The Essence of Data Engineering

NOTE: Originally published on my previous domain blog, blog.alkemist.io, which I’ve retired in case the .io domain goes away. Original publish date was 2022-10-31. Reproduced here with no edits, even though it needs some. :D

What is data engineering?

This question is almost as unanswerable as it is pointless to try. But for the purposes of our journey, it’ll be helpful to figure out how one specific person who holds the title of data engineer defines it.

This definition will steer clear, insomuch as is possible, of the perpetually changing job and role definitions that pervade the data space. No haggling over where data engineer starts, where analytics engineer begins, or the overlap between the two. That’s the subject for a later post.

In essence, the elixir of data engineering breaks down to:

1 part science
1 part art
1 part mystical catalyst

I know some of you are disappointed, but this is how I define the mindset and attitude I take towards tackling most data engineering problems. Let me elaborate a bit more on this. Before I do that though, let’s take one step back and define (as is popular these days) the Why of data engineering.

Thankfully, I ascribe to a very simple definition and it’s one I see shared across the data engineering community. The Why is: to ensure Data Scientists, Data Analysts, or other data builders can rely on the data they work with. They can assume the data is reliable, clean, and up-to-date.

Now that we have the Why, let’s swing back to the essence of data engineering… something we can call the How.

You need 1 part science, since it’s crucial you document and approach problems in a systematic way. You have to break them down to their base components to really see what you’re working with in detail. Is it a CSV? A JSON file? A database endpoint? Some combination of the above? What kind of analysis tools are you using and are they giving you the raw feed picture, or do they make some assumptions for you (default LIMIT bound statements in most database clients is a perfect example when you run a COUNT/SUM with GROUP BY for the first time and don’t realize your data set does contain more than 100/500/whatever LIMIT results).

The art aspect comes in when you have to creatively, yet coherently, bring different data sources together into a single source and in a coherent way. Despite the veritable explosion of amazing tools created just for this purpose in the past decade… it’s still next to impossible to do this with one product or paradigm. And you have to decide how to blend and mold the data sources so they make sense within the context of each other. A good data engineering platform should evoke the sense of Mona Lisa’s mirth, not the bewilderment of a Jackson Pollock.
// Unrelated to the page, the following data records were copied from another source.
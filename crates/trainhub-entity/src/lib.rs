//! # trainhub-entity
//!
//! Domain entity models for TrainHub. Every struct in this crate
//! represents a database table row or a domain value object. Database
//! entities derive `sqlx::FromRow`.
//!
//! The [`session::transition`] module holds the session lifecycle state
//! machine; it is pure and performs no I/O.

pub mod audit;
pub mod session;
pub mod user;
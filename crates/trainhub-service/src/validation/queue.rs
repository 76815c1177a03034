//! Validation queue: sessions waiting for a gate.

use std::sync::Arc;

use serde::Serialize;

use trainhub_core::result::AppResult;
use trainhub_database::store::SessionStore;
use trainhub_entity::session::{Gate, Session, SessionStatus};
use trainhub_entity::user::Actor;

/// A point-in-time snapshot of pending sessions, ordered by start time.
///
/// The snapshot does not follow later writes; call the queue again after
/// any mutation.
#[derive(Debug, Clone, Default, Serialize)]
#[serde(transparent)]
pub struct PendingSessions(Vec<Session>);

impl PendingSessions {
    /// Number of sessions in the snapshot.
    pub fn len(&self) -> usize {
        self.0.len()
    }

    /// Whether the snapshot is empty.
    pub fn is_empty(&self) -> bool {
        self.0.is_empty()
    }

    /// Iterate without consuming.
    pub fn iter(&self) -> std::slice::Iter<'_, Session> {
        self.0.iter()
    }
}

impl IntoIterator for PendingSessions {
    type Item = Session;
    type IntoIter = std::vec::IntoIter<Session>;

    fn into_iter(self) -> Self::IntoIter {
        self.0.into_iter()
    }
}

/// Read-only view over sessions awaiting validation.
#[derive(Debug, Clone)]
pub struct ValidationQueue {
    store: Arc<dyn SessionStore>,
}

impl ValidationQueue {
    /// Creates a new validation queue view.
    pub fn new(store: Arc<dyn SessionStore>) -> Self {
        Self { store }
    }

    /// Sessions in `planned` or `awaiting_hse`.
    pub async fn list_pending(&self) -> AppResult<PendingSessions> {
        self.store
            .find_by_status(&SessionStatus::PENDING)
            .await
            .map(PendingSessions)
    }

    /// Sessions whose pending gate `actor` owns.
    pub async fn list_pending_for(&self, actor: &Actor) -> AppResult<PendingSessions> {
        let statuses: Vec<SessionStatus> = SessionStatus::PENDING
            .into_iter()
            .filter(|status| Gate::awaited_in(*status).is_some_and(|g| g.is_owned_by(actor.role)))
            .collect();

        if statuses.is_empty() {
            return Ok(PendingSessions::default());
        }
        self.store.find_by_status(&statuses).await.map(PendingSessions)
    }
}
//! Application state shared across all handlers and middleware.

use std::sync::Arc;
use std::time::Instant;

use trainhub_auth::embed::EmbedVerifier;
use trainhub_auth::jwt::{JwtDecoder, JwtEncoder};
use trainhub_auth::rbac::RbacEnforcer;
use trainhub_core::config::AppConfig;
use trainhub_database::Stores;
use trainhub_service::{
    AuditService, ScheduleService, SessionService, ValidationEngine, ValidationQueue,
};

/// Application state containing all shared dependencies.
///
/// Passed to every Axum handler via `State<AppState>`.
/// All fields are `Arc`-wrapped or cheap to clone.
#[derive(Debug, Clone)]
pub struct AppState {
    // ── Configuration ────────────────────────────────────────
    /// Application configuration
    pub config: Arc<AppConfig>,
    /// Process start, for uptime reporting
    pub started_at: Instant,

    // ── Infrastructure ───────────────────────────────────────
    /// Session and audit stores
    pub stores: Stores,

    // ── Auth ─────────────────────────────────────────────────
    /// Access token issuer
    pub jwt_encoder: Arc<JwtEncoder>,
    /// Access token verifier
    pub jwt_decoder: Arc<JwtDecoder>,
    /// Role permission checks
    pub rbac: Arc<RbacEnforcer>,
    /// Moodle bridge key check
    pub embed: Arc<EmbedVerifier>,

    // ── Services ─────────────────────────────────────────────
    /// Session access
    pub session_service: Arc<SessionService>,
    /// Gate decisions
    pub validation_engine: Arc<ValidationEngine>,
    /// Pending validations
    pub validation_queue: Arc<ValidationQueue>,
    /// Audit trail
    pub audit_service: Arc<AuditService>,
    /// Clock-driven progression, shared with the worker
    pub schedule_service: Arc<ScheduleService>,
}

impl AppState {
    /// Wire every service on top of the given stores.
    pub fn new(config: AppConfig, stores: Stores) -> Self {
        let rbac = Arc::new(RbacEnforcer::new());
        let audit = AuditService::new(stores.audit.clone(), Arc::clone(&rbac));

        Self {
            jwt_encoder: Arc::new(JwtEncoder::new(&config.auth)),
            jwt_decoder: Arc::new(JwtDecoder::new(&config.auth)),
            embed: Arc::new(EmbedVerifier::new(&config.auth)),
            session_service: Arc::new(SessionService::new(
                stores.sessions.clone(),
                audit.clone(),
                Arc::clone(&rbac),
            )),
            validation_engine: Arc::new(ValidationEngine::new(
                stores.sessions.clone(),
                audit.clone(),
            )),
            validation_queue: Arc::new(ValidationQueue::new(stores.sessions.clone())),
            schedule_service: Arc::new(ScheduleService::new(
                stores.sessions.clone(),
                audit.clone(),
            )),
            audit_service: Arc::new(audit),
            rbac,
            stores,
            config: Arc::new(config),
            started_at: Instant::now(),
        }
    }
}
//! Logging configuration.

use serde::{Deserialize, Serialize};

/// Logging and tracing configuration.
#[derive(Debug, Clone, Serialize, Deserialize)]
pub struct LoggingConfig {
    /// Log level: `"trace"`, `"debug"`, `"info"`, `"warn"`, `"error"`.
    #[serde(default = "default_level")]
    pub level: String,
    /// Log format: `"json"` or `"pretty"`.
    #[serde(default = "default_format")]
    pub format: String,
}

impl Default for LoggingConfig {
    fn default() -> Self {
        Self {
            level: default_level(),
            format: default_format(),
        }
    }
}

fn default_level() -> String {
    "info".to_string()
}

fn default_format() -> String {
    "json".to_string()
}
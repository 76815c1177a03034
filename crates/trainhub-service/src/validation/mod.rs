//! The validation pipeline: gate decisions and the pending queue.

pub mod engine;
pub mod queue;

pub use engine::{ValidationEngine, ValidationRequest};
pub use queue::{PendingSessions, ValidationQueue};
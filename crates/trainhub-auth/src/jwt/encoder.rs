//! JWT token creation with configurable signing and TTL.

use chrono::{DateTime, Utc};
use jsonwebtoken::{EncodingKey, Header, encode};
use serde::{Deserialize, Serialize};
use uuid::Uuid;

use trainhub_core::config::{AuthConfig, MAX_ACCESS_TTL_MINUTES};
use trainhub_core::error::AppError;
use trainhub_entity::user::Actor;

use super::claims::Claims;

/// Creates signed JWT access tokens.
#[derive(Clone)]
pub struct JwtEncoder {
    encoding_key: EncodingKey,
    issuer: String,
    access_ttl_minutes: i64,
}

impl std::fmt::Debug for JwtEncoder {
    fn fmt(&self, f: &mut std::fmt::Formatter<'_>) -> std::fmt::Result {
        f.debug_struct("JwtEncoder")
            .field("issuer", &self.issuer)
            .field("access_ttl_minutes", &self.access_ttl_minutes)
            .finish()
    }
}

/// A freshly issued access token.
#[derive(Debug, Clone, Serialize, Deserialize)]
pub struct IssuedToken {
    /// The signed token.
    pub access_token: String,
    /// Always `"Bearer"`.
    pub token_type: String,
    /// Lifetime in seconds.
    pub expires_in: u64,
    /// Absolute expiry.
    pub expires_at: DateTime<Utc>,
}

impl JwtEncoder {
    /// Creates a new encoder from auth configuration.
    ///
    /// The TTL is clamped to `1..=MAX_ACCESS_TTL_MINUTES`.
    pub fn new(config: &AuthConfig) -> Self {
        let ttl = config.jwt_access_ttl_minutes.clamp(1, MAX_ACCESS_TTL_MINUTES);
        Self {
            encoding_key: EncodingKey::from_secret(config.jwt_secret.as_bytes()),
            issuer: config.jwt_issuer.clone(),
            access_ttl_minutes: ttl as i64,
        }
    }

    /// Issue an access token for `actor`.
    pub fn issue_access_token(&self, actor: &Actor) -> Result<IssuedToken, AppError> {
        let now = Utc::now();
        let exp = now + chrono::Duration::minutes(self.access_ttl_minutes);

        let claims = Claims {
            sub: actor.id.into_uuid(),
            username: actor.username.clone(),
            role: actor.role,
            iss: self.issuer.clone(),
            iat: now.timestamp(),
            exp: exp.timestamp(),
            jti: Uuid::new_v4(),
        };

        let access_token = encode(&Header::default(), &claims, &self.encoding_key)
            .map_err(|e| AppError::internal(format!("Failed to encode access token: {e}")))?;

        Ok(IssuedToken {
            access_token,
            token_type: "Bearer".to_string(),
            expires_in: self.access_ttl_minutes as u64 * 60,
            expires_at: exp,
        })
    }
}
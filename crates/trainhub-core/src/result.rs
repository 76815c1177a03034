//! Convenience result type alias for TrainHub.

use crate::error::AppError;

/// A specialized `Result` type for TrainHub operations.
pub type AppResult<T> = Result<T, AppError>;
//! Response compression layer.

use tower_http::compression::CompressionLayer;

/// Builds a gzip compression layer.
pub fn build_compression_layer() -> CompressionLayer {
    CompressionLayer::new().gzip(true)
}
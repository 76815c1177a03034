//! User role enumeration.

use serde::{Deserialize, Serialize};
use std::fmt;
use std::str::FromStr;

/// Roles known to TrainHub.
///
/// Roles are flat: there is no privilege ordering between them. The two
/// validation gates are owned by role classes, see [`UserRole::is_hr_class`]
/// and [`UserRole::is_hse`].
#[derive(Debug, Clone, Copy, PartialEq, Eq, Hash, Serialize, Deserialize)]
#[serde(rename_all = "lowercase")]
pub enum UserRole {
    /// Platform administrator (configuration, audit).
    Admin,
    /// Human resources director.
    Drh,
    /// Human resources officer.
    Hr,
    /// Health, safety and environment officer.
    Hse,
    /// Line manager.
    Manager,
    /// Trainer delivering sessions.
    Trainer,
    /// Employee attending sessions.
    Employee,
}

impl UserRole {
    /// All roles, in declaration order.
    pub const ALL: [UserRole; 7] = [
        Self::Admin,
        Self::Drh,
        Self::Hr,
        Self::Hse,
        Self::Manager,
        Self::Trainer,
        Self::Employee,
    ];

    /// HR-class roles own the first validation gate and session creation.
    pub fn is_hr_class(&self) -> bool {
        matches!(self, Self::Hr | Self::Drh)
    }

    /// The HSE role owns the second validation gate.
    pub fn is_hse(&self) -> bool {
        matches!(self, Self::Hse)
    }

    /// Return the role as a lowercase string.
    pub fn as_str(&self) -> &'static str {
        match self {
            Self::Admin => "admin",
            Self::Drh => "drh",
            Self::Hr => "hr",
            Self::Hse => "hse",
            Self::Manager => "manager",
            Self::Trainer => "trainer",
            Self::Employee => "employee",
        }
    }
}

impl fmt::Display for UserRole {
    fn fmt(&self, f: &mut fmt::Formatter<'_>) -> fmt::Result {
        write!(f, "{}", self.as_str())
    }
}

impl FromStr for UserRole {
    type Err = trainhub_core::AppError;

    fn from_str(s: &str) -> Result<Self, Self::Err> {
        match s.trim().to_lowercase().as_str() {
            "admin" => Ok(Self::Admin),
            "drh" => Ok(Self::Drh),
            "hr" | "rh" => Ok(Self::Hr),
            "hse" => Ok(Self::Hse),
            "manager" => Ok(Self::Manager),
            "trainer" | "formateur" => Ok(Self::Trainer),
            "employee" | "employe" => Ok(Self::Employee),
            _ => Err(trainhub_core::AppError::validation(format!(
                "Invalid user role: '{s}'. Expected one of: admin, drh, hr, hse, manager, trainer, employee"
            ))),
        }
    }
}
//! Route definitions for the TrainHub HTTP API.
//!
//! All routes are mounted under `/api`. The router receives `AppState` and
//! passes it to all handlers via Axum's `State` extractor.

use axum::{
    Router,
    middleware as axum_middleware,
    routing::{get, post},
};

use crate::handlers;
use crate::state::AppState;

/// Build the API router with every route bound to `state`.
pub fn build_router(state: AppState) -> Router {
    let api_routes = Router::new()
        .merge(health_routes())
        .merge(embed_routes())
        .merge(session_routes())
        .merge(validation_routes());

    Router::new()
        .nest("/api", api_routes)
        .layer(axum_middleware::from_fn(
            crate::middleware::logging::request_logging,
        ))
        .with_state(state)
}

/// Health checks (no auth)
fn health_routes() -> Router<AppState> {
    Router::new()
        .route("/health", get(handlers::health::health))
        .route("/health/detailed", get(handlers::health::detailed_health))
}

/// Moodle bridge and current actor
fn embed_routes() -> Router<AppState> {
    Router::new()
        .route("/embed/token", post(handlers::embed::issue_token))
        .route("/me", get(handlers::me::me))
}

/// Session CRUD and audit trail
fn session_routes() -> Router<AppState> {
    Router::new()
        .route(
            "/sessions",
            get(handlers::sessions::list_sessions).post(handlers::sessions::create_session),
        )
        .route("/sessions/{id}", get(handlers::sessions::get_session))
        .route(
            "/sessions/{id}/audit",
            get(handlers::sessions::session_audit),
        )
}

/// Gate decisions and queue
fn validation_routes() -> Router<AppState> {
    Router::new()
        .route(
            "/sessions/{id}/validate",
            post(handlers::validation::validate_session),
        )
        .route("/validations/pending", get(handlers::validation::pending))
}
//! Training session CLI commands.

use std::sync::Arc;

use clap::{Args, Subcommand};
use serde::Serialize;
use tabled::Tabled;
use uuid::Uuid;

use crate::output::{self, OutputFormat, or_dash};
use trainhub_auth::rbac::RbacEnforcer;
use trainhub_core::config::AppConfig;
use trainhub_core::error::AppError;
use trainhub_core::types::UserId;
use trainhub_core::types::pagination::PageRequest;
use trainhub_database::store;
use trainhub_entity::session::{Decision, Gate, Session, SessionStatus};
use trainhub_entity::user::{Actor, UserRole};
use trainhub_service::{AuditService, ValidationEngine, ValidationQueue, ValidationRequest};

/// Arguments for session commands
#[derive(Debug, Args)]
pub struct SessionArgs {
    /// Session subcommand
    #[command(subcommand)]
    pub command: SessionCommand,
}

/// Session subcommands
#[derive(Debug, Subcommand)]
pub enum SessionCommand {
    /// List sessions, optionally filtered by status
    List {
        /// Status filter (repeatable)
        #[arg(long, value_delimiter = ',')]
        status: Vec<SessionStatus>,
        /// Page number
        #[arg(long, default_value_t = 1)]
        page: u64,
        /// Page size
        #[arg(long, default_value_t = 50)]
        per_page: u64,
    },
    /// Show one session with its audit trail
    Show {
        /// Session ID
        id: Uuid,
    },
    /// List sessions awaiting a gate decision
    Pending,
    /// Approve or reject a gate on behalf of an actor
    Validate {
        /// Session ID
        id: Uuid,
        /// Gate to decide (hr or hse)
        #[arg(long)]
        gate: Gate,
        /// Approve the gate
        #[arg(long, conflicts_with = "reject", required_unless_present = "reject")]
        approve: bool,
        /// Reject the gate, cancelling the session
        #[arg(long)]
        reject: bool,
        /// Acting user ID
        #[arg(long)]
        actor: Uuid,
        /// Acting user's role
        #[arg(long)]
        role: UserRole,
        /// Rejection reason
        #[arg(long)]
        reason: Option<String>,
        /// Skip the rejection confirmation prompt
        #[arg(long)]
        yes: bool,
    },
}

/// Session display row
#[derive(Debug, Serialize, Tabled)]
struct SessionRow {
    /// Session ID
    id: String,
    /// Title
    title: String,
    /// Kind
    kind: String,
    /// Status
    status: String,
    /// Start
    start: String,
    /// Version
    version: i64,
}

impl From<&Session> for SessionRow {
    fn from(s: &Session) -> Self {
        Self {
            id: s.id.to_string(),
            title: s.title.clone(),
            kind: s.kind.as_str().to_string(),
            status: s.status.as_str().to_string(),
            start: s.start_time.format("%Y-%m-%d %H:%M").to_string(),
            version: s.version,
        }
    }
}

fn print_sessions(sessions: &[Session], format: OutputFormat) {
    match format {
        OutputFormat::Json => output::print_json(&sessions),
        OutputFormat::Table => {
            let rows: Vec<SessionRow> = sessions.iter().map(SessionRow::from).collect();
            output::print_list(&rows, format);
        }
    }
}

fn print_session(session: &Session) {
    output::print_kv("ID", &session.id.to_string());
    output::print_kv("Title", &session.title);
    output::print_kv("Kind", session.kind.as_str());
    output::print_kv("Status", session.status.as_str());
    output::print_kv("Start", &session.start_time.to_rfc3339());
    output::print_kv("End", &session.end_time.to_rfc3339());
    output::print_kv("Location", &or_dash(session.location.as_deref()));
    output::print_kv("Capacity", &or_dash(session.capacity));
    output::print_kv("HR validated at", &or_dash(session.validated_hr_at));
    output::print_kv("HSE validated at", &or_dash(session.validated_hse_at));
    output::print_kv("Cancelled at", &or_dash(session.cancelled_at));
    output::print_kv("Reason", &or_dash(session.cancellation_reason.as_deref()));
    output::print_kv("Version", &session.version.to_string());
}

/// Execute session commands
pub async fn execute(
    args: &SessionArgs,
    config: &AppConfig,
    format: OutputFormat,
) -> Result<(), AppError> {
    super::require_persistent_store(config)?;
    let stores = store::open(&config.database).await?;

    match &args.command {
        SessionCommand::List {
            status,
            page,
            per_page,
        } => {
            let page = stores
                .sessions
                .list(status, &PageRequest::new(*page, *per_page))
                .await?;
            print_sessions(&page.items, format);
            if format == OutputFormat::Table {
                println!(
                    "Page {}/{} ({} sessions)",
                    page.page, page.total_pages, page.total_items
                );
            }
        }
        SessionCommand::Show { id } => {
            let session = stores
                .sessions
                .find_by_id(*id)
                .await?
                .ok_or_else(|| AppError::not_found(format!("Session {id} not found")))?;
            let trail = stores.audit.find_by_target("session", *id).await?;

            match format {
                OutputFormat::Json => output::print_json(&serde_json::json!({
                    "session": session,
                    "audit": trail,
                })),
                OutputFormat::Table => {
                    print_session(&session);
                    println!();
                    for entry in &trail {
                        println!(
                            "  {}  {:<22} {}",
                            entry.created_at.format("%Y-%m-%d %H:%M:%S"),
                            entry.action,
                            or_dash(entry.actor_id)
                        );
                    }
                }
            }
        }
        SessionCommand::Pending => {
            let queue = ValidationQueue::new(stores.sessions.clone())
                .list_pending()
                .await?;
            let sessions: Vec<Session> = queue.into_iter().collect();
            print_sessions(&sessions, format);
        }
        SessionCommand::Validate {
            id,
            gate,
            approve,
            reject,
            actor,
            role,
            reason,
            yes,
        } => {
            let decision = Decision::from(*approve && !*reject);

            if decision == Decision::Reject && !*yes {
                let confirm = dialoguer::Confirm::new()
                    .with_prompt(format!(
                        "Reject the {gate} gate of session {id}? The session will be cancelled."
                    ))
                    .default(false)
                    .interact()
                    .map_err(|e| AppError::internal(format!("Input error: {e}")))?;

                if !confirm {
                    println!("Cancelled.");
                    return Ok(());
                }
            }

            let audit = AuditService::new(stores.audit.clone(), Arc::new(RbacEnforcer::new()));
            let engine = ValidationEngine::new(stores.sessions.clone(), audit);
            let actor = Actor::new(UserId::from_uuid(*actor), "cli", *role);

            let session = engine
                .validate(
                    &actor,
                    ValidationRequest {
                        session_id: *id,
                        gate: *gate,
                        decision,
                        expected_version: None,
                        reason: reason.clone(),
                    },
                )
                .await?;

            match format {
                OutputFormat::Json => output::print_json(&session),
                OutputFormat::Table => output::print_success(&format!(
                    "Session {} is now {}",
                    session.id,
                    session.status.as_str()
                )),
            }
        }
    }

    Ok(())
}
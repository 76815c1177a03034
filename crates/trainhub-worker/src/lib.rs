//! Background processing for TrainHub.
//!
//! A single [`ProgressionRunner`] ticks on a fixed interval and moves
//! fully validated sessions to `ongoing` and `completed` as their
//! scheduled times pass.

pub mod runner;

pub use runner::ProgressionRunner;
//! Gate decisions and the validation queue.

use axum::Json;
use axum::extract::{Path, Query, State};

use trainhub_auth::rbac::SystemPermission;
use trainhub_entity::session::Session;
use trainhub_service::{PendingSessions, ValidationRequest};

use crate::dto::request::{PendingQuery, ValidateSessionRequest};
use crate::dto::response::{ApiResponse, SessionResponse};
use crate::error::ApiError;
use crate::extractors::{AuthUser, ValidatedJson, parse_uuid};
use crate::handlers::sessions::with_actions;
use crate::middleware::rbac::require_permission;
use crate::state::AppState;

/// POST /api/sessions/{id}/validate
///
/// Role and state checks happen in the engine so the error kinds stay
/// the same for HTTP and CLI callers.
pub async fn validate_session(
    State(state): State<AppState>,
    auth: AuthUser,
    Path(id): Path<String>,
    ValidatedJson(req): ValidatedJson<ValidateSessionRequest>,
) -> Result<Json<ApiResponse<SessionResponse>>, ApiError> {
    let session_id = parse_uuid(&id)?;
    let session = state
        .validation_engine
        .validate(
            &auth.actor,
            ValidationRequest {
                session_id,
                gate: req.gate,
                decision: req.approve.into(),
                expected_version: req.expected_version,
                reason: req.reason,
            },
        )
        .await?;
    Ok(Json(ApiResponse::ok(with_actions(&state, &auth, session))))
}

/// GET /api/validations/pending
pub async fn pending(
    State(state): State<AppState>,
    auth: AuthUser,
    Query(query): Query<PendingQuery>,
) -> Result<Json<ApiResponse<Vec<Session>>>, ApiError> {
    require_permission(&auth, &state.rbac, SystemPermission::ValidationQueueView)?;

    let queue: PendingSessions = if query.mine {
        state.validation_queue.list_pending_for(&auth.actor).await?
    } else {
        state.validation_queue.list_pending().await?
    };

    Ok(Json(ApiResponse::ok(queue.into_iter().collect())))
}
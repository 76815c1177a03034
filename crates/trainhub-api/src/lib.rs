//! # trainhub-api
//!
//! HTTP API layer for TrainHub built on Axum.
//!
//! Provides the REST endpoints used by the standalone UI and the Moodle
//! widget, middleware (CORS, request logging, RBAC helpers), extractors,
//! DTOs, and error mapping.

pub mod app;
pub mod dto;
pub mod error;
pub mod extractors;
pub mod handlers;
pub mod middleware;
pub mod router;
pub mod state;

pub use app::build_app;
pub use error::ApiError;
pub use state::AppState;
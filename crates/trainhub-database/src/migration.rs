//! Database migration runner.

use sqlx::PgPool;
use tracing::info;

use trainhub_core::error::{AppError, ErrorKind};

/// Run all pending database migrations from the workspace `migrations/` directory.
pub async fn run_migrations(pool: &PgPool) -> Result<(), AppError> {
    info!("Running database migrations...");

    sqlx::migrate!("../../migrations")
        .run(pool)
        .await
        .map_err(|e| {
            AppError::with_source(
                ErrorKind::Database,
                format!("Failed to run migrations: {e}"),
                e,
            )
        })?;

    info!("Database migrations completed");
    Ok(())
}
//! Current actor endpoint.

use axum::Json;
use axum::extract::State;

use crate::dto::response::{ApiResponse, MeResponse};
use crate::extractors::AuthUser;
use crate::state::AppState;

/// GET /api/me
pub async fn me(State(state): State<AppState>, auth: AuthUser) -> Json<ApiResponse<MeResponse>> {
    let actor = &auth.actor;
    Json(ApiResponse::ok(MeResponse {
        id: auth.user_id(),
        username: actor.username.clone(),
        role: actor.role,
        permissions: state.rbac.policies().permissions_for_role(&actor.role),
    }))
}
The mysterious catalyst element involves a certain amount of persistence (faith) that there is a relatively small set of tools you can use that will performantly and reliably bring your science and art together in a consistent way. I’m using the word catalyst in the way defined in chemistry: it has to lower the activation energy of your data pipeline reaction (combining the science and art). It’s okay if your POC data pipeline looks like the Sistine Chapel, but if you can’t create a new Sistine Chapel with one or more different attributes quickly and reliably (and within budget) every day or every few hours, your POC is mostly a vanity exercise. So you need to find the mysterious catalyst that will make the whole thing come together into a functional whole.

To me, this mirrors the ancient “natural philosophy” of alchemy. You pretty much know what you’re looking for, and have a solid understanding of basics… but the end results will often surprise and delight you. You’ll also come across times when your whole lab will explode. It’s a great time to be in this space, and I hope some of my rantings can entice you to join this path, and maybe entertain you at times too.